*Problem statement*
In the entries below, find every line with "success" and copy it.

*Available data*
··········

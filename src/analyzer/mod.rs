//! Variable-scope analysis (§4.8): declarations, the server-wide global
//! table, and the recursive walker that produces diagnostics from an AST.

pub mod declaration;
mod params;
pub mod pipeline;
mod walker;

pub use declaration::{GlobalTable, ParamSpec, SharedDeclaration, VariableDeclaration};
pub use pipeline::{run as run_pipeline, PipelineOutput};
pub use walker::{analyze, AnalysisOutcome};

··········

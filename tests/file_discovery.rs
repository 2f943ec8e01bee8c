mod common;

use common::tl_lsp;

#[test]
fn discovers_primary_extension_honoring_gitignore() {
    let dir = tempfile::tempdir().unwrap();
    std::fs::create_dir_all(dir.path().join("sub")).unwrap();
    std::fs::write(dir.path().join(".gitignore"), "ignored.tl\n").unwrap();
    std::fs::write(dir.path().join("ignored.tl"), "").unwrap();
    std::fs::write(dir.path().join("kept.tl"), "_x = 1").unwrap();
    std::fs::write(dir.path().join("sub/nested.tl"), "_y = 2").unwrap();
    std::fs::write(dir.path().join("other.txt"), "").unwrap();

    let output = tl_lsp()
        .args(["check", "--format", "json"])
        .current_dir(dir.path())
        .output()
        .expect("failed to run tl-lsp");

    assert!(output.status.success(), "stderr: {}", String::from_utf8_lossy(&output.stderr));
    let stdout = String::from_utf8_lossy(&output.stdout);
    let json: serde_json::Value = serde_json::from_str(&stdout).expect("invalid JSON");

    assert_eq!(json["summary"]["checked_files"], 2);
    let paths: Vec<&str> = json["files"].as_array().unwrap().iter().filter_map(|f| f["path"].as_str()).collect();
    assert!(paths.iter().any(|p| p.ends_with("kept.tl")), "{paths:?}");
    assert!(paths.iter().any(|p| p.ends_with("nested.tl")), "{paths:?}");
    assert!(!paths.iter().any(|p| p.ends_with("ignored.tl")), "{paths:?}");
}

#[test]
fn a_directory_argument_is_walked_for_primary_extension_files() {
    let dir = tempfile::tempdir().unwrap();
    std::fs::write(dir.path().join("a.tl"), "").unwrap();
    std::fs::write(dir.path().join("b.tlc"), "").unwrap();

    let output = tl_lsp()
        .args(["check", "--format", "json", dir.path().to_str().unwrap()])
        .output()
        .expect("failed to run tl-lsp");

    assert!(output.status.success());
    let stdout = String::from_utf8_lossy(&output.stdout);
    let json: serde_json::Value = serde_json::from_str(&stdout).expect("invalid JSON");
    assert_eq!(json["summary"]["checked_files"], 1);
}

··········

*Task solution*
    assert!(output.status.success(), "stderr: {}", String::from_utf8_lossy(&output.stderr));
    assert!(output.status.success());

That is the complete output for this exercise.